What makes this chart particularly depressing is that Medicaid was never supposed to become a massive entitlement program.
It was basically created so the crowd in Washington could buy a few votes. Yet the moment politicians decided that it was the federal government had a role in subsidizing health care for the indigent, it was just a matter of time before the program was expanded to new groups of potential voters.
And every time the program was expanded, that increased the burden of spending and further undermined market forces in the health sector.
This is why entitlement programs are so injurious to a nation.
But Medicaid isn’t just a problem because of its adverse fiscal and economic impact.
Which brings us to our second chart from Capretta’s article. Here’s a look at the share of the population being subsidized by Medicaid.
As a fiscal wonk, I realize I should care more about the budget numbers, but I actually find this second graph more depressing. In my lifetime, we’ve gone from a nation where the federal government had no role in the provision of low-income healthcare, and now nearly one out of every five Americans is on the federal teat.
Even though we’re far richer than we were in the mid-1960s when the program was created, which presumably should have meant less supposed need for federal subsidies.
For further background on the issue, here’s a video I narrated for the Center for Freedom and Prosperity.

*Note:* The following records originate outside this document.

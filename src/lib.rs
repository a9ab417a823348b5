//! Longan - Sanitize, validate and repack unpacked Office Open XML containers
//!
//! This library makes raw XML-level edits to `.docx`, `.pptx` and `.xlsx`
//! files safe to ship. An editor unzips a container, rewrites its XML parts
//! directly, and hands the directory back; longan then:
//!
//! - **Sanitizes**: resolves the tracked changes (`w:ins`/`w:del`) a given
//!   author left behind, keeping everyone else's revisions
//! - **Validates**: checks well-formedness, `mc:Ignorable` prefixes, identifier
//!   uniqueness and relationship targets over the whole part tree
//! - **Packs**: writes a deterministic archive, condensing insignificant
//!   whitespace while keeping run text exactly as written
//!
//! # Example - Pack with validation
//!
//! ```no_run
//! use longan::ooxml::pack::pack;
//!
//! # fn main() -> Result<(), Box<dyn std::error::Error>> {
//! match pack("unpacked", "document.docx", true) {
//!     Ok(summary) => println!("wrote {} entries", summary.entries),
//!     Err(longan::Error::Validation(report)) => eprint!("{}", report),
//!     Err(e) => return Err(e.into()),
//! }
//! # Ok(())
//! # }
//! ```
//!
//! # Example - Full pipeline from YAML
//!
//! ```no_run
//! use longan::{Pipeline, PipelineConfig};
//!
//! # fn main() -> Result<(), Box<dyn std::error::Error>> {
//! let config = PipelineConfig::from_yaml_str("author: Editor\nvalidate: true\n")?;
//! let outcome = Pipeline::new(config)?.run("unpacked", "document.docx")?;
//! for (part, summary) in &outcome.sanitized {
//!     println!(
//!         "{}: {} insertion(s) removed, {} deletion(s) restored",
//!         part, summary.insertions_removed, summary.deletions_restored
//!     );
//! }
//! # Ok(())
//! # }
//! ```
//!
//! # Logging
//!
//! Diagnostics go through the `log` facade; install any logger to see them.

/// Common types shared across the crate
pub mod common;

/// Office Open XML containers
pub mod ooxml;

/// Sanitize → validate → pack
pub mod pipeline;

pub use common::{Error, Result};
pub use ooxml::opc::Container;
pub use ooxml::pack::{PackOptions, PackSummary, pack, pack_container, unpack};
pub use ooxml::validate::{ValidationReport, ValidationResult, ValidationSuite};
pub use pipeline::{Pipeline, PipelineConfig, PipelineOutcome};
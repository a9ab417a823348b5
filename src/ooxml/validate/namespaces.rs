//! Scoping of prefixes listed in `mc:Ignorable`.
//!
//! Markup compatibility lets a producer mark namespaces a consumer may ignore,
//! but only by prefix; a prefix that is not bound where it is listed makes
//! the part unreadable for strict consumers.

use super::{Check, ValidationResult, parsed_xml_parts};
use crate::ooxml::opc::Container;
use crate::ooxml::opc::constants::namespace::MARKUP_COMPATIBILITY;

/// Every prefix in an `mc:Ignorable` list must be declared on that element or
/// one of its ancestors.
#[derive(Debug, Clone, Copy, Default)]
pub struct NamespacesCheck;

impl Check for NamespacesCheck {
    fn name(&self) -> &str {
        "namespaces"
    }

    fn run(&self, container: &Container) -> ValidationResult {
        let mut messages = Vec::new();
        for (part, doc) in parsed_xml_parts(container) {
            for (id, _) in doc.elements() {
                let Some(ignorable) = doc.attribute_ns(id, MARKUP_COMPATIBILITY, "Ignorable") else {
                    continue;
                };
                for prefix in ignorable.split_ascii_whitespace() {
                    if doc.lookup_namespace(id, Some(prefix)).is_none() {
                        messages.push(format!(
                            "{}: namespace prefix '{}' listed in Ignorable is not declared",
                            part.membername(),
                            prefix
                        ));
                    }
                }
            }
        }
        ValidationResult::from_messages(self.name(), messages)
    }
}

#[cfg(test)]
mod tests {
    use super::*;
    use crate::ooxml::validate::test_support::container;

    #[test]
    fn test_all_declared() {
        let c = container(&[(
            "test.xml",
            r#"<?xml version="1.0"?>
<root xmlns:mc="http://schemas.openxmlformats.org/markup-compatibility/2006"
      xmlns:w14="http://schemas.microsoft.com/office/word/2010/wordml"
      mc:Ignorable="w14">
</root>"#,
        )]);
        assert!(NamespacesCheck.run(&c).passed());
    }

    #[test]
    fn test_undeclared() {
        let c = container(&[(
            "test.xml",
            r#"<?xml version="1.0"?>
<root xmlns:mc="http://schemas.openxmlformats.org/markup-compatibility/2006"
      mc:Ignorable="w14 w15">
</root>"#,
        )]);
        let result = NamespacesCheck.run(&c);
        assert!(!result.passed());
        assert_eq!(result.messages().len(), 2);
        assert!(result.messages()[0].contains("'w14'"));
        assert!(result.messages()[1].contains("'w15'"));
    }

    #[test]
    fn test_declared_on_ancestor() {
        let c = container(&[(
            "word/document.xml",
            r#"<w:document xmlns:w="urn:w" xmlns:w14="urn:w14" xmlns:mc="http://schemas.openxmlformats.org/markup-compatibility/2006"><w:body mc:Ignorable="w14"/></w:document>"#,
        )]);
        assert!(NamespacesCheck.run(&c).passed());
    }

    #[test]
    fn test_ignorable_outside_markup_compatibility_namespace() {
        let c = container(&[("test.xml", r#"<root xmlns:x="urn:other" x:Ignorable="w14"/>"#)]);
        assert!(NamespacesCheck.run(&c).passed());
    }
}
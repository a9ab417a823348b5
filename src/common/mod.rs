//! Common types and utilities shared across the pipeline stages.

// Submodule declarations
pub mod error;
pub mod xml;

// Re-exports for convenience
pub use error::{Error, Result};
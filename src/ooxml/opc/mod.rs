//! Open Packaging Conventions (OPC) support for unpacked containers.
//!
//! - Part tree loaded from a directory (`container`)
//! - Part names and relative reference resolution (`packuri`)
//! - Relationship parsing (`rel`)
//! - Well-known namespaces and part names (`constants`)

pub mod constants;
pub mod container;
pub mod packuri;
pub mod rel;

// Re-export commonly used types
pub use container::{Container, Part, PartKind};
pub use packuri::PackURI;
pub use rel::{Relationship, Relationships};
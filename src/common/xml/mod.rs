//! XML text helpers shared by the tree parser and the condenser.

mod escape;

pub use escape::{is_xml_whitespace, unescape_xml};
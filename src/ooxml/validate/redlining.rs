//! Every edit by one author must be tracked.
//!
//! Compares the edited main document against the original archive. Once the
//! author's own tracked changes are removed from both, what is left is the
//! text nobody but other authors touched, so the two must read the same. An
//! untracked edit shows up as a differing paragraph.

use super::{Check, ValidationResult};
use crate::common::{Error, Result};
use crate::ooxml::docx::redline::{paragraph_texts, remove_tracked_changes};
use crate::ooxml::opc::Container;
use crate::ooxml::opc::constants::part_name;
use crate::ooxml::xml::XmlDocument;
use std::io::Read;
use std::path::{Path, PathBuf};

/// Compares `word/document.xml` with the same part of the original archive.
///
/// Containers without a main WordprocessingML part pass.
#[derive(Debug, Clone)]
pub struct RedliningCheck {
    original: PathBuf,
    author: String,
}

impl RedliningCheck {
    /// # Arguments
    /// * `original` - The archive the container was unpacked from
    /// * `author` - Author whose edits must all be tracked
    pub fn new<P: Into<PathBuf>, S: Into<String>>(original: P, author: S) -> Self {
        Self {
            original: original.into(),
            author: author.into(),
        }
    }

    fn compare(&self, edited: &[u8]) -> Result<Option<String>> {
        let original = read_member(&self.original, part_name::WML_DOCUMENT)?;

        let mut original = XmlDocument::parse(&original)
            .map_err(|e| Error::parse(format!("{}!{}", self.original.display(), part_name::WML_DOCUMENT), e))?;
        let mut edited =
            XmlDocument::parse(edited).map_err(|e| Error::parse(part_name::WML_DOCUMENT, e))?;

        remove_tracked_changes(&mut original, &self.author);
        remove_tracked_changes(&mut edited, &self.author);

        let expected = paragraph_texts(&original);
        let found = paragraph_texts(&edited);
        let paragraphs = expected.len().max(found.len());

        Ok((0..paragraphs)
            .find(|&i| expected.get(i) != found.get(i))
            .map(|i| {
                format!(
                    "{}: paragraph {} has untracked changes by {}: expected {:?}, found {:?}",
                    part_name::WML_DOCUMENT,
                    i + 1,
                    self.author,
                    expected.get(i).map_or("", String::as_str),
                    found.get(i).map_or("", String::as_str),
                )
            }))
    }
}

impl Check for RedliningCheck {
    fn name(&self) -> &str {
        "redlining"
    }

    fn run(&self, container: &Container) -> ValidationResult {
        let Some(document) = container.get(part_name::WML_DOCUMENT) else {
            return ValidationResult::from_messages(self.name(), Vec::new());
        };

        let messages = match self.compare(document.data()) {
            Ok(difference) => difference.into_iter().collect(),
            Err(e) => vec![e.to_string()],
        };
        ValidationResult::from_messages(self.name(), messages)
    }
}

/// Read one member of a zip archive.
fn read_member(archive: &Path, name: &str) -> Result<Vec<u8>> {
    let file = std::fs::File::open(archive)?;
    let mut archive = zip::ZipArchive::new(file)?;
    let mut entry = archive.by_name(name)?;
    let mut data = Vec::with_capacity(entry.size() as usize);
    entry.read_to_end(&mut data)?;
    Ok(data)
}
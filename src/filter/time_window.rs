use serde::{Deserialize, Serialize};
use thiserror::Error;

use crate::time::DepartureTime;

#[derive(Debug, Clone, PartialEq, Eq, Error)]
pub enum TimeWindowError {
    #[error("time range starts at {start} after it ends at {end}")]
    InvertedRange { start: DepartureTime, end: DepartureTime },
    #[error("hour {0} is outside 0-23")]
    HourOutOfRange(u8),
}

/// Which departures a filter pass keeps
#[derive(Debug, Clone, Copy, Default, PartialEq, Eq, Serialize, Deserialize)]
#[serde(tag = "policy", rename_all = "snake_case")]
pub enum TimeWindow {
    /// Keep every departure
    #[default]
    All,
    /// Keep `start <= departure <= end`
    Range { start: DepartureTime, end: DepartureTime },
    /// Keep departures whose hour lies in `start_hour..=end_hour`, wrapping past
    /// midnight when `start_hour > end_hour` (e.g. 18 to 6)
    HourOfDay { start_hour: u8, end_hour: u8 },
}

impl TimeWindow {
    /// Inclusive range between two departure times
    ///
    /// # Errors
    ///
    /// Returns an error if `start` is after `end`.
    pub fn range(start: DepartureTime, end: DepartureTime) -> Result<Self, TimeWindowError> {
        let window = Self::Range { start, end };
        window.validate()?;
        Ok(window)
    }

    /// Hour-of-day window, overnight when `start_hour > end_hour`
    ///
    /// # Errors
    ///
    /// Returns an error if either hour is above 23.
    pub fn hour_of_day(start_hour: u8, end_hour: u8) -> Result<Self, TimeWindowError> {
        let window = Self::HourOfDay { start_hour, end_hour };
        window.validate()?;
        Ok(window)
    }

    /// The widest range over a set of departure times.
    ///
    /// A single distinct time gives a window of that one instant; no times
    /// at all gives `All`.
    #[must_use]
    pub fn full_range(times: &[DepartureTime]) -> Self {
        let (Some(&start), Some(&end)) = (times.iter().min(), times.iter().max()) else {
            return Self::All;
        };
        Self::Range { start, end }
    }

    /// Check a window built field by field, e.g. after deserializing
    ///
    /// # Errors
    ///
    /// Returns an error for an inverted range or an hour above 23.
    pub fn validate(&self) -> Result<(), TimeWindowError> {
        match *self {
            Self::All => Ok(()),
            Self::Range { start, end } => {
                if start > end {
                    Err(TimeWindowError::InvertedRange { start, end })
                } else {
                    Ok(())
                }
            }
            Self::HourOfDay { start_hour, end_hour } => {
                if let Some(hour) = [start_hour, end_hour].into_iter().find(|h| *h > 23) {
                    Err(TimeWindowError::HourOutOfRange(hour))
                } else {
                    Ok(())
                }
            }
        }
    }

    #[must_use]
    pub const fn is_overnight(&self) -> bool {
        matches!(self, Self::HourOfDay { start_hour, end_hour } if *start_hour > *end_hour)
    }

    #[must_use]
    pub fn contains(&self, departure: DepartureTime) -> bool {
        match *self {
            Self::All => true,
            Self::Range { start, end } => start <= departure && departure <= end,
            Self::HourOfDay { start_hour, end_hour } => contains_hour(start_hour, end_hour, departure.hour()),
        }
    }
}

/// Hour-of-day test with overnight wraparound
#[must_use]
pub fn contains_hour(start_hour: u8, end_hour: u8, hour: u8) -> bool {
    if start_hour <= end_hour {
        start_hour <= hour && hour <= end_hour
    } else {
        hour >= start_hour || hour <= end_hour
    }
}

I urge you to pay close attention to the discussion that starts at 1:48. I explain that programs with both federal and state spending create perverse incentives for even more spending. This is mostly because politicians in either Washington or state capitals can expand eligibility and take full credit for new handouts while only being responsible for a portion of the costs. But it also happens because the federal match gives states big incentives to manipulate the system to get more transfers.